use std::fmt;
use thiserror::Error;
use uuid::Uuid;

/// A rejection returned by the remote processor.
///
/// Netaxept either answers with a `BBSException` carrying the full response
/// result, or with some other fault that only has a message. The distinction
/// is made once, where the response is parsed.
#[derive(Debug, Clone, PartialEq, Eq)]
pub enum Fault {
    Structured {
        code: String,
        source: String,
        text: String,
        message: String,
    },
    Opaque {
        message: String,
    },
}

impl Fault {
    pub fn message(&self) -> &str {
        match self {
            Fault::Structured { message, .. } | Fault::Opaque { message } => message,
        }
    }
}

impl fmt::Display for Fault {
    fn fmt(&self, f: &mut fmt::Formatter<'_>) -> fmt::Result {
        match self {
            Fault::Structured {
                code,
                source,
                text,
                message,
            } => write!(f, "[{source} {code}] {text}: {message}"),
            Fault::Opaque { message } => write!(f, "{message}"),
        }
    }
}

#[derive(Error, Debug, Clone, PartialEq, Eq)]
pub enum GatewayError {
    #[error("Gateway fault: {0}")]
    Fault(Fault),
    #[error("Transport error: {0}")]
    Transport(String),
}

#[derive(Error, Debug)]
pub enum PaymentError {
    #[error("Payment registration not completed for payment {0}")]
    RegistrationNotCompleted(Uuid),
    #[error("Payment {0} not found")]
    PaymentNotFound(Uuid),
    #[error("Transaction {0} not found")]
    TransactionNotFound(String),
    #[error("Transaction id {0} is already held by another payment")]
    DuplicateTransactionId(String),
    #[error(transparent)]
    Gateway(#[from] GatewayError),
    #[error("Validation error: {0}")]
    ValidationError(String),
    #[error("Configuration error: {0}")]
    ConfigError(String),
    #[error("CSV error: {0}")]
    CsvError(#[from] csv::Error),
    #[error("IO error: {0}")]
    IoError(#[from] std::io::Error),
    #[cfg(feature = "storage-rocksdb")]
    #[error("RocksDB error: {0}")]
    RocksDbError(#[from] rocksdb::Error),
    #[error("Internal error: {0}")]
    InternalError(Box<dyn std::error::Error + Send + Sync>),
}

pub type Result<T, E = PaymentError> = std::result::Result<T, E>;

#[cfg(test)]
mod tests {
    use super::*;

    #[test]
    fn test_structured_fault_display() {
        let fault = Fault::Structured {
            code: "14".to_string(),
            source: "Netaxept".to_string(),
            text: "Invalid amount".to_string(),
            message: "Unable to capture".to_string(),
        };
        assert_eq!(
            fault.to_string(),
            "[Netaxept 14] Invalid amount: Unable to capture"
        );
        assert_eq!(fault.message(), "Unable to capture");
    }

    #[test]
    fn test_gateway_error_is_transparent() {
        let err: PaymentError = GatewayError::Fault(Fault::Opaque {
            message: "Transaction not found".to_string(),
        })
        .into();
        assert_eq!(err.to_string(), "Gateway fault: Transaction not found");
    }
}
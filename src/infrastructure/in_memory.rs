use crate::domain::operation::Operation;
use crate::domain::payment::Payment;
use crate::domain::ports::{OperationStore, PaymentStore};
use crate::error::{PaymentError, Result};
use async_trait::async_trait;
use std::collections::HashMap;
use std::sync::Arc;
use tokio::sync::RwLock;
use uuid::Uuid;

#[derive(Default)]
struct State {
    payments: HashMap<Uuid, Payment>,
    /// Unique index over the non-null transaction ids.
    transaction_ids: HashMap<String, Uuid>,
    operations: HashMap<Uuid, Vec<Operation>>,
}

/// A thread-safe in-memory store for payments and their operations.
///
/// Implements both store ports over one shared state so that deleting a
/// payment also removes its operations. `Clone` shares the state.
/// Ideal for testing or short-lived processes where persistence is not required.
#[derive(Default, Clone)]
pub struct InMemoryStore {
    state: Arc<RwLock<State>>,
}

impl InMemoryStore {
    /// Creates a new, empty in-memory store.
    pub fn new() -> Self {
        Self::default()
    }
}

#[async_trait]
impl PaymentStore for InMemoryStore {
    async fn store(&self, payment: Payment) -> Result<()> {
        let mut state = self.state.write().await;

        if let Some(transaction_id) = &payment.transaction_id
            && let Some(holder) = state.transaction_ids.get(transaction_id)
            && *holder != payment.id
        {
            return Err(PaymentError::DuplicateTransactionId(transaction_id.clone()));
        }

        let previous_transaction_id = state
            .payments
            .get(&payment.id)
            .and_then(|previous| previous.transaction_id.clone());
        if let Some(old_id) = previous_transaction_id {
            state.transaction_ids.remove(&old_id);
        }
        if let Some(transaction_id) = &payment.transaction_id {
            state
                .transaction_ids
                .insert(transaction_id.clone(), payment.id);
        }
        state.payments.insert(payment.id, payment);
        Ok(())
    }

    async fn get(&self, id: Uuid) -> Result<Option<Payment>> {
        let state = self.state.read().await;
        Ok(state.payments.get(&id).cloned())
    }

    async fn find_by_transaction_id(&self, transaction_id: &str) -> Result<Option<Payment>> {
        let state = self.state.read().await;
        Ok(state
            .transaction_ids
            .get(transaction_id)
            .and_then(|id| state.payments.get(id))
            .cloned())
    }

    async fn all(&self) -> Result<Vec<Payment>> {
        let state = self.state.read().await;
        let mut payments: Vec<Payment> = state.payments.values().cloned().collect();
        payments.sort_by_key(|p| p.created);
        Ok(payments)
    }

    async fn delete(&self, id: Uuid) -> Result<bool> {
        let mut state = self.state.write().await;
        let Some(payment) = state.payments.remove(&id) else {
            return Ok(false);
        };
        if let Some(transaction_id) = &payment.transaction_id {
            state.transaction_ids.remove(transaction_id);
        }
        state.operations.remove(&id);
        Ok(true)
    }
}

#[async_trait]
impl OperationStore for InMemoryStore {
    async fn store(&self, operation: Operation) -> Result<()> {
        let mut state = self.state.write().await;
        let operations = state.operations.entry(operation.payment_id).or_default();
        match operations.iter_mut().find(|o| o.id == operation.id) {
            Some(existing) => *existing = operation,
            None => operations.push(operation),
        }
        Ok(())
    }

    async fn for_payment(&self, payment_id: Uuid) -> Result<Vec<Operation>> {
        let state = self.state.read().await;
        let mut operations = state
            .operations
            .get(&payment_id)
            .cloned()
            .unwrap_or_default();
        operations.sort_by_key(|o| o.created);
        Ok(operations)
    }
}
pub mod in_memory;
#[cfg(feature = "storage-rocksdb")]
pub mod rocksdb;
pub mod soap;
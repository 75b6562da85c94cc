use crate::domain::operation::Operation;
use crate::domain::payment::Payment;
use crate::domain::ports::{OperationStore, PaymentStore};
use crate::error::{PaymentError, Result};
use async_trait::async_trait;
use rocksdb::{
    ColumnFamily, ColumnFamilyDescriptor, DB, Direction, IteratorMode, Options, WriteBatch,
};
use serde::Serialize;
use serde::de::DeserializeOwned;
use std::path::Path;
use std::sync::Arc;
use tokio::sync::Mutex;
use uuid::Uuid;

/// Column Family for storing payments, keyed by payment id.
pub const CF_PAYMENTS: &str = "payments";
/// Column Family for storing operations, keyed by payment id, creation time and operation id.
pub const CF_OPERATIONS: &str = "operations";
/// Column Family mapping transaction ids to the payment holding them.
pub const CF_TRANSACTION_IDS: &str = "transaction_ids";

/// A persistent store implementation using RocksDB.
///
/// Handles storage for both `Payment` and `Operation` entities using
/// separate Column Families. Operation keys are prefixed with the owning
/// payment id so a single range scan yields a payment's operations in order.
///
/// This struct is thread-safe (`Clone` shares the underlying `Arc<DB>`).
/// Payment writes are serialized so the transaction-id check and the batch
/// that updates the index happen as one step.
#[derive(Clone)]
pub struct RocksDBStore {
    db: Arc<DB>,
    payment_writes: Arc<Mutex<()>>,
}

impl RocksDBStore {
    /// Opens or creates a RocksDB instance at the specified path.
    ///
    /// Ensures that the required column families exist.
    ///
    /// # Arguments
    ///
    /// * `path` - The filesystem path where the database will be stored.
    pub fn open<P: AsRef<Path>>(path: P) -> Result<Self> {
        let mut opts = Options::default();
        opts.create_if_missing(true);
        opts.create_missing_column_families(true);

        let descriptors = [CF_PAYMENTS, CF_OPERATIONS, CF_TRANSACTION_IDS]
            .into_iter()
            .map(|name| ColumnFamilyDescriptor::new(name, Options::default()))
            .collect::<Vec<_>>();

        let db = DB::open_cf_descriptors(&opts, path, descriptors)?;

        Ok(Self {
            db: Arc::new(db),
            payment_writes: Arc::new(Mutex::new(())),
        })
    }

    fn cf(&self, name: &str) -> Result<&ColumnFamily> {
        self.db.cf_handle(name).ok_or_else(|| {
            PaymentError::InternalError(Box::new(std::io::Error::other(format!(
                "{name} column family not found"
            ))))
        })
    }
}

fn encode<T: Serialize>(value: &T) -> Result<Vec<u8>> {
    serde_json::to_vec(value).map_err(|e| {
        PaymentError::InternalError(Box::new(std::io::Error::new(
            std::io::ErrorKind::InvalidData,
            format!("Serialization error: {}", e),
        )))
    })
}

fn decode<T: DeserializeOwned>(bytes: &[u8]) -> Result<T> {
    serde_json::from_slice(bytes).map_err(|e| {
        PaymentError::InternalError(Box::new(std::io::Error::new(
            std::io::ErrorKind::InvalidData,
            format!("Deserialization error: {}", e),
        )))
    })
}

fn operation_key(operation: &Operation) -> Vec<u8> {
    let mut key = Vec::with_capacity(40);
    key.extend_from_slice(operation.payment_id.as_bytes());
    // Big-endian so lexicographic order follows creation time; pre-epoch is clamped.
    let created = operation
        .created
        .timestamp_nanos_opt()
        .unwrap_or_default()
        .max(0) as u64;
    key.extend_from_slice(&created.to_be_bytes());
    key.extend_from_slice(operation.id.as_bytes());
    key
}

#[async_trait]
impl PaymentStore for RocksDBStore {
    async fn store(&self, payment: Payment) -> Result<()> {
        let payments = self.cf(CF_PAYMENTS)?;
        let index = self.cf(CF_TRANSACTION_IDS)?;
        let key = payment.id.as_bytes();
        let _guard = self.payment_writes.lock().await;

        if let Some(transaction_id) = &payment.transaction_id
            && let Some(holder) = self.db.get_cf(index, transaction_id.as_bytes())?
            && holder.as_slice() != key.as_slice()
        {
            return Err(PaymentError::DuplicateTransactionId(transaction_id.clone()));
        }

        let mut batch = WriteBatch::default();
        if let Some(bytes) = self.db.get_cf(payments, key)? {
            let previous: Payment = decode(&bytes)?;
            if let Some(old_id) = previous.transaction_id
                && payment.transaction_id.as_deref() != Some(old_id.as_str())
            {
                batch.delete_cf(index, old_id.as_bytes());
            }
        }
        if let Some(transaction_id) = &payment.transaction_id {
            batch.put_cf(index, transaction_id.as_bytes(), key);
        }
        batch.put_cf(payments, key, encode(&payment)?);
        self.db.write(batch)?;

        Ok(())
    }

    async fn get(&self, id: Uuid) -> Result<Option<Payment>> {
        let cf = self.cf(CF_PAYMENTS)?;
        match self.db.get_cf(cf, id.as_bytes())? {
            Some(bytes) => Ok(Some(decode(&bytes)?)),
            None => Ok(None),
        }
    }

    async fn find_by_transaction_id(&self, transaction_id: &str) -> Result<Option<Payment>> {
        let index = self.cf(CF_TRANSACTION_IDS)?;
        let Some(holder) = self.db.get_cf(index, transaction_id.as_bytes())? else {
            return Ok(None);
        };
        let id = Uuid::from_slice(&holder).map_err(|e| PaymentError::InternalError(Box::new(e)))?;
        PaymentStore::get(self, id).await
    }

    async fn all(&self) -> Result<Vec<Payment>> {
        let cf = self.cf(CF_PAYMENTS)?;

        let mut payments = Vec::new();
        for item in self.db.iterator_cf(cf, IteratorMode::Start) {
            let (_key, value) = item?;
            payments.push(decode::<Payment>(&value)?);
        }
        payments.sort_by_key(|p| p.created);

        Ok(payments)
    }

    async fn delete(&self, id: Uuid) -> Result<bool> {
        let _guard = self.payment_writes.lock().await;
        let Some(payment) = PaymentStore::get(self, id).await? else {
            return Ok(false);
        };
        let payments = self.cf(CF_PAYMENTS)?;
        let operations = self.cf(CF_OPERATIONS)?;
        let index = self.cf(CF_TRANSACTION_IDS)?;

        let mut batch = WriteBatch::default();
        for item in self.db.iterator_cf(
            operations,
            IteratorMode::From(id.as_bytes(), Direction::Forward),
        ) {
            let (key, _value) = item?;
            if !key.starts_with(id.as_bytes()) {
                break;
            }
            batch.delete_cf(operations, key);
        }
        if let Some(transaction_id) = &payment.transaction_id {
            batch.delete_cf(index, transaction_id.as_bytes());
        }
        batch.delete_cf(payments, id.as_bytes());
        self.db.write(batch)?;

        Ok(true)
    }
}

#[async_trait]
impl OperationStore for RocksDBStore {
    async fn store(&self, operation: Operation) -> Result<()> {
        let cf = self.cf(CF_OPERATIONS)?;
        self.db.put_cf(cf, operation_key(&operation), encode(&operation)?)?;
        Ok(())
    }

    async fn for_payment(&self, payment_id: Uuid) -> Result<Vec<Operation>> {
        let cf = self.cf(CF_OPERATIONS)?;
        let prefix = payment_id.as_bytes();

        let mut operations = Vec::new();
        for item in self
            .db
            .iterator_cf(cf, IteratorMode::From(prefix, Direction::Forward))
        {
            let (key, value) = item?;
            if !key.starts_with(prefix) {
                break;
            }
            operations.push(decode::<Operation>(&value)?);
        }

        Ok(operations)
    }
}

About this exercise |
Nothing but the lines from the start of the data through the line holding "response is parsed." should be restated, and each one exactly.

Your response |
use std::fmt;
use thiserror::Error;
use uuid::Uuid;

/// A rejection returned by the remote processor.
///
/// Netaxept either answers with a `BBSException` carrying the full response
/// result, or with some other fault that only has a message. The distinction
/// is made once, where the response is parsed.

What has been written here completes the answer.